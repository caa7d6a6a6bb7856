use std::any::{Any, type_name};
use std::fmt::Debug;
use std::sync::Arc;

use serde::Serialize;
use serde::de::DeserializeOwned;

use super::{ItemStructure, StateItem, StateItemHandler};
use crate::error::StateError;
use crate::http::AuthRequest;

const ID_PREFIX: &str = "user-state";

/// Carries an application value through the redirect, e.g. the page to
/// return to after login.
///
/// The value is signed with the rest of the state but not encrypted.
/// Structures are tagged `user-state:<type name>` so handlers for different
/// types never claim each other's fragments. Use [`with_id`](Self::with_id)
/// for a tag that survives renaming the type.
#[derive(Debug, Clone)]
pub struct UserStateItemHandler<T> {
    id: String,
    item: T,
}

impl<T> UserStateItemHandler<T>
where
    T: Any + Debug + Clone + PartialEq + Serialize + DeserializeOwned + Send + Sync,
{
    #[must_use]
    pub fn new(item: T) -> Self {
        Self {
            id: format!("{ID_PREFIX}:{}", type_name::<T>()),
            item,
        }
    }

    #[must_use]
    pub fn with_id(mut self, id: impl AsRef<str>) -> Self {
        self.id = format!("{ID_PREFIX}:{}", id.as_ref());
        self
    }

    #[must_use]
    pub fn id(&self) -> &str {
        &self.id
    }
}

impl<T> StateItemHandler for UserStateItemHandler<T>
where
    T: Any + Debug + Clone + PartialEq + Serialize + DeserializeOwned + Send + Sync,
{
    fn item(&self) -> Result<Arc<dyn StateItem>, StateError> {
        Ok(Arc::new(self.item.clone()))
    }

    fn can_handle_item(&self, item: &dyn StateItem) -> bool {
        item.as_any().is::<T>()
    }

    fn can_handle_structure(&self, structure: &ItemStructure, _request: &AuthRequest) -> bool {
        structure.id == self.id && serde_json::from_value::<T>(structure.data.clone()).is_ok()
    }

    fn serialize(&self, item: &dyn StateItem) -> Result<ItemStructure, StateError> {
        let item = item
            .as_any()
            .downcast_ref::<T>()
            .ok_or_else(|| StateError::MissingItemHandler(format!("{item:?}")))?;
        Ok(ItemStructure::new(self.id.clone(), serde_json::to_value(item)?))
    }

    fn unserialize(
        &self,
        structure: &ItemStructure,
        _request: &AuthRequest,
    ) -> Result<Arc<dyn StateItem>, StateError> {
        let item: T = serde_json::from_value(structure.data.clone())?;
        Ok(Arc::new(item))
    }
}
use std::sync::Arc;

use time::{Duration, OffsetDateTime};

use super::{Authenticator, AuthenticatorService, Touched, expires_at, still_valid};
use crate::clock::Clock;
use crate::config::BearerTokenAuthenticatorSettings;
use crate::error::AuthenticatorError;
use crate::http::{AuthRequest, AuthResponse};
use crate::id::IdGenerator;
use crate::repository::AuthenticatorRepository;
use crate::types::{AuthenticatorId, LoginInfo};

/// Authenticator behind an opaque token sent in a header or query string.
/// The token is the ID; the record only lives in the repository.
#[derive(Debug, Clone, PartialEq, Eq)]
pub struct BearerTokenAuthenticator {
    pub id: AuthenticatorId,
    pub login_info: LoginInfo,
    pub last_used_at: OffsetDateTime,
    pub expires_at: OffsetDateTime,
    pub idle_timeout: Option<Duration>,
}

impl Authenticator for BearerTokenAuthenticator {
    fn id(&self) -> &AuthenticatorId {
        &self.id
    }

    fn login_info(&self) -> &LoginInfo {
        &self.login_info
    }

    fn last_used_at(&self) -> OffsetDateTime {
        self.last_used_at
    }

    fn expires_at(&self) -> OffsetDateTime {
        self.expires_at
    }

    fn idle_timeout(&self) -> Option<Duration> {
        self.idle_timeout
    }

    fn with_last_used_at(self, at: OffsetDateTime) -> Self {
        Self {
            last_used_at: at,
            ..self
        }
    }
}

/// Bearer-token carrier. Always store-backed.
pub struct BearerTokenAuthenticatorService {
    settings: BearerTokenAuthenticatorSettings,
    repository: Arc<dyn AuthenticatorRepository<BearerTokenAuthenticator>>,
    id_generator: Arc<dyn IdGenerator>,
    clock: Arc<dyn Clock>,
}

impl BearerTokenAuthenticatorService {
    #[must_use]
    pub fn new(
        settings: BearerTokenAuthenticatorSettings,
        repository: Arc<dyn AuthenticatorRepository<BearerTokenAuthenticator>>,
        id_generator: Arc<dyn IdGenerator>,
        clock: Arc<dyn Clock>,
    ) -> Self {
        Self {
            settings,
            repository,
            id_generator,
            clock,
        }
    }

    #[must_use]
    pub fn settings(&self) -> &BearerTokenAuthenticatorSettings {
        &self.settings
    }
}

impl AuthenticatorService for BearerTokenAuthenticatorService {
    const ID: &'static str = "bearer-token-authenticator";

    type Authenticator = BearerTokenAuthenticator;
    type Value = String;

    async fn create(
        &self,
        login_info: LoginInfo,
        _request: &AuthRequest,
    ) -> Result<BearerTokenAuthenticator, AuthenticatorError> {
        let id = self
            .id_generator
            .generate()
            .map_err(|e| AuthenticatorError::creation(Self::ID, e))?;
        let now = self.clock.now();
        let expires_at = expires_at(Self::ID, now, self.settings.authenticator_expiry)?;

        let authenticator = BearerTokenAuthenticator {
            id: id.into(),
            login_info,
            last_used_at: now,
            expires_at,
            idle_timeout: self.settings.authenticator_idle_timeout,
        };
        tracing::debug!(
            carrier = Self::ID,
            authenticator_id = %authenticator.id,
            "Authenticator created"
        );
        Ok(authenticator)
    }

    async fn retrieve(
        &self,
        request: &AuthRequest,
    ) -> Result<Option<BearerTokenAuthenticator>, AuthenticatorError> {
        let Some(token) =
            request.find_value(&self.settings.header_name, &self.settings.request_parts)
        else {
            return Ok(None);
        };
        let found = self
            .repository
            .find(&AuthenticatorId::from(token))
            .await
            .map_err(|e| AuthenticatorError::retrieval(Self::ID, e))?;
        Ok(found.and_then(|authenticator| still_valid(Self::ID, authenticator, self.clock.now())))
    }

    async fn init(&self, authenticator: &BearerTokenAuthenticator) -> Result<String, AuthenticatorError> {
        let stored = self
            .repository
            .add(authenticator.clone())
            .await
            .map_err(|e| AuthenticatorError::initialization(Self::ID, e))?;
        tracing::debug!(
            carrier = Self::ID,
            authenticator_id = %stored.id,
            "Authenticator initialized"
        );
        Ok(stored.id.into())
    }

    fn embed(&self, value: String, response: AuthResponse) -> Result<AuthResponse, AuthenticatorError> {
        response
            .set_header(self.settings.header_name.clone(), &value)
            .map_err(|e| AuthenticatorError::initialization(Self::ID, e))
    }

    fn embed_into_request(
        &self,
        value: String,
        request: AuthRequest,
    ) -> Result<AuthRequest, AuthenticatorError> {
        request
            .with_header(self.settings.header_name.clone(), &value)
            .map_err(|e| AuthenticatorError::initialization(Self::ID, e))
    }

    fn touch(&self, authenticator: BearerTokenAuthenticator) -> Touched<BearerTokenAuthenticator> {
        super::touch(authenticator, self.clock.now())
    }

    async fn update(
        &self,
        authenticator: BearerTokenAuthenticator,
        response: AuthResponse,
    ) -> Result<AuthResponse, AuthenticatorError> {
        self.repository
            .update(authenticator)
            .await
            .map_err(|e| AuthenticatorError::update(Self::ID, e))?;
        Ok(response)
    }

    async fn renew_value(
        &self,
        authenticator: BearerTokenAuthenticator,
        request: &AuthRequest,
    ) -> Result<String, AuthenticatorError> {
        self.repository
            .remove(&authenticator.id)
            .await
            .map_err(|e| AuthenticatorError::renewal(Self::ID, e))?;

        let renewed = self
            .create(authenticator.login_info, request)
            .await
            .map_err(|e| AuthenticatorError::renewal(Self::ID, e))?;
        let value = self
            .init(&renewed)
            .await
            .map_err(|e| AuthenticatorError::renewal(Self::ID, e))?;
        tracing::debug!(
            carrier = Self::ID,
            previous_id = %authenticator.id,
            authenticator_id = %renewed.id,
            "Authenticator renewed"
        );
        Ok(value)
    }

    async fn discard(
        &self,
        authenticator: BearerTokenAuthenticator,
        response: AuthResponse,
    ) -> Result<AuthResponse, AuthenticatorError> {
        self.repository
            .remove(&authenticator.id)
            .await
            .map_err(|e| AuthenticatorError::discard(Self::ID, e))?;
        tracing::debug!(
            carrier = Self::ID,
            authenticator_id = %authenticator.id,
            "Authenticator discarded"
        );
        Ok(response.remove_header(&self.settings.header_name))
    }
}

#[cfg(test)]
mod tests {
    use axum::http::HeaderName;

    use super::*;
    use crate::error::Phase;
    use crate::http::RequestPart;
    use crate::repository::InMemoryAuthenticatorRepository;
    use crate::test_support::{FailingRepository, MockClock, SequenceIdGenerator, at, login};

    fn service(
        settings: BearerTokenAuthenticatorSettings,
        repository: Arc<dyn AuthenticatorRepository<BearerTokenAuthenticator>>,
        clock: &Arc<MockClock>,
    ) -> BearerTokenAuthenticatorService {
        BearerTokenAuthenticatorService::new(
            settings,
            repository,
            Arc::new(SequenceIdGenerator::default()),
            clock.clone(),
        )
    }

    fn repository() -> Arc<InMemoryAuthenticatorRepository<BearerTokenAuthenticator>> {
        Arc::new(InMemoryAuthenticatorRepository::new())
    }

    #[tokio::test]
    async fn token_in_header_resolves_through_store() {
        let clock = Arc::new(MockClock::new(at(0)));
        let repository = repository();
        let service = service(BearerTokenAuthenticatorSettings::default(), repository.clone(), &clock);

        let authenticator = service.create(login(), &AuthRequest::default()).await.unwrap();
        let token = service.init(&authenticator).await.unwrap();
        assert_eq!(token, "id-1");

        let response = service.embed(token.clone(), AuthResponse::new()).unwrap();
        assert_eq!(response.header("x-auth-token"), Some("id-1"));

        let request = service.embed_into_request(token, AuthRequest::default()).unwrap();
        assert_eq!(service.retrieve(&request).await.unwrap(), Some(authenticator));
    }

    #[tokio::test]
    async fn query_string_only_when_configured() {
        let clock = Arc::new(MockClock::new(at(0)));
        let settings = BearerTokenAuthenticatorSettings::default()
            .with_header_name(HeaderName::from_static("x-api-token"))
            .with_request_parts(vec![RequestPart::QueryString]);
        let service = service(settings, repository(), &clock);
        let authenticator = service.create(login(), &AuthRequest::default()).await.unwrap();
        let token = service.init(&authenticator).await.unwrap();

        let in_query = AuthRequest::default()
            .with_uri(format!("/api?x-api-token={token}").parse().unwrap());
        assert!(service.retrieve(&in_query).await.unwrap().is_some());

        let in_header = AuthRequest::default().with_header("x-api-token", &token).unwrap();
        assert_eq!(service.retrieve(&in_header).await.unwrap(), None);
    }

    #[tokio::test]
    async fn unknown_or_expired_token_is_none() {
        let clock = Arc::new(MockClock::new(at(0)));
        let service = service(
            BearerTokenAuthenticatorSettings::default().with_expiry(Duration::minutes(5)),
            repository(),
            &clock,
        );
        let unknown = AuthRequest::default().with_header("x-auth-token", "nope").unwrap();
        assert_eq!(service.retrieve(&unknown).await.unwrap(), None);

        let authenticator = service.create(login(), &AuthRequest::default()).await.unwrap();
        let token = service.init(&authenticator).await.unwrap();
        let request = AuthRequest::default().with_header("x-auth-token", &token).unwrap();

        clock.set(at(5 * 60));
        assert_eq!(service.retrieve(&request).await.unwrap(), None);
    }

    #[tokio::test]
    async fn update_persists_touch() {
        let clock = Arc::new(MockClock::new(at(0)));
        let repository = repository();
        let service = service(
            BearerTokenAuthenticatorSettings::default().with_idle_timeout(Some(Duration::minutes(10))),
            repository.clone(),
            &clock,
        );
        let authenticator = service.create(login(), &AuthRequest::default()).await.unwrap();
        service.init(&authenticator).await.unwrap();

        clock.set(at(8 * 60));
        let touched = service.touch(authenticator.clone());
        let response = service.update_touched(touched, AuthResponse::new()).await.unwrap();
        assert_eq!(response.header("x-auth-token"), None);

        let stored = repository.find(&authenticator.id).await.unwrap().unwrap();
        assert_eq!(stored.last_used_at, at(8 * 60));
    }

    #[tokio::test]
    async fn renew_makes_old_token_unusable() {
        let clock = Arc::new(MockClock::new(at(0)));
        let repository = repository();
        let service = service(BearerTokenAuthenticatorSettings::default(), repository.clone(), &clock);
        let old = service.create(login(), &AuthRequest::default()).await.unwrap();
        let old_token = service.init(&old).await.unwrap();

        let response = service
            .renew(old.clone(), &AuthRequest::default(), AuthResponse::new())
            .await
            .unwrap();
        let new_token = response.header("x-auth-token").unwrap().to_owned();

        assert_ne!(new_token, old_token);
        assert_eq!(repository.find(&old.id).await.unwrap(), None);
        let old_request = AuthRequest::default().with_header("x-auth-token", &old_token).unwrap();
        assert_eq!(service.retrieve(&old_request).await.unwrap(), None);
    }

    #[tokio::test]
    async fn discard_clears_header_even_without_record() {
        let clock = Arc::new(MockClock::new(at(0)));
        let repository = repository();
        let service = service(BearerTokenAuthenticatorSettings::default(), repository.clone(), &clock);
        let authenticator = service.create(login(), &AuthRequest::default()).await.unwrap();
        let token = service.init(&authenticator).await.unwrap();
        let response = service.embed(token, AuthResponse::new()).unwrap();

        let response = service.discard(authenticator.clone(), response).await.unwrap();
        assert_eq!(response.header("x-auth-token"), None);
        assert!(repository.is_empty().await);

        assert!(service.discard(authenticator, AuthResponse::new()).await.is_ok());
    }

    #[tokio::test]
    async fn store_failures_are_phase_qualified() {
        let clock = Arc::new(MockClock::new(at(0)));
        let service = service(
            BearerTokenAuthenticatorSettings::default(),
            Arc::new(FailingRepository),
            &clock,
        );
        let authenticator = service.create(login(), &AuthRequest::default()).await.unwrap();

        let request = AuthRequest::default().with_header("x-auth-token", "id-1").unwrap();
        assert_eq!(service.retrieve(&request).await.unwrap_err().phase(), Phase::Retrieval);
        assert_eq!(
            service.init(&authenticator).await.unwrap_err().phase(),
            Phase::Initialization
        );
        assert_eq!(
            service
                .update(authenticator.clone(), AuthResponse::new())
                .await
                .unwrap_err()
                .phase(),
            Phase::Update
        );
        assert_eq!(
            service
                .renew(authenticator.clone(), &AuthRequest::default(), AuthResponse::new())
                .await
                .unwrap_err()
                .phase(),
            Phase::Renewal
        );
        assert_eq!(
            service
                .discard(authenticator, AuthResponse::new())
                .await
                .unwrap_err()
                .phase(),
            Phase::Discard
        );
    }

    #[tokio::test]
    async fn unrepresentable_expiry_fails_creation() {
        let clock = Arc::new(MockClock::new(at(0)));
        let repository = repository();
        let service = service(
            BearerTokenAuthenticatorSettings::default().with_expiry(Duration::MAX),
            repository.clone(),
            &clock,
        );

        let err = service
            .create(login(), &AuthRequest::default())
            .await
            .unwrap_err();
        assert_eq!(err.phase(), Phase::Creation);
        assert_eq!(err.carrier(), "bearer-token-authenticator");
        assert!(repository.is_empty().await);
    }
}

Assignment: Reading through the records above, report each line in which the string "stored" is found.

Solution:
        let stored = self
            authenticator_id = %stored.id,
        Ok(stored.id.into())
        let stored = repository.find(&authenticator.id).await.unwrap().unwrap();
        assert_eq!(stored.last_used_at, at(8 * 60));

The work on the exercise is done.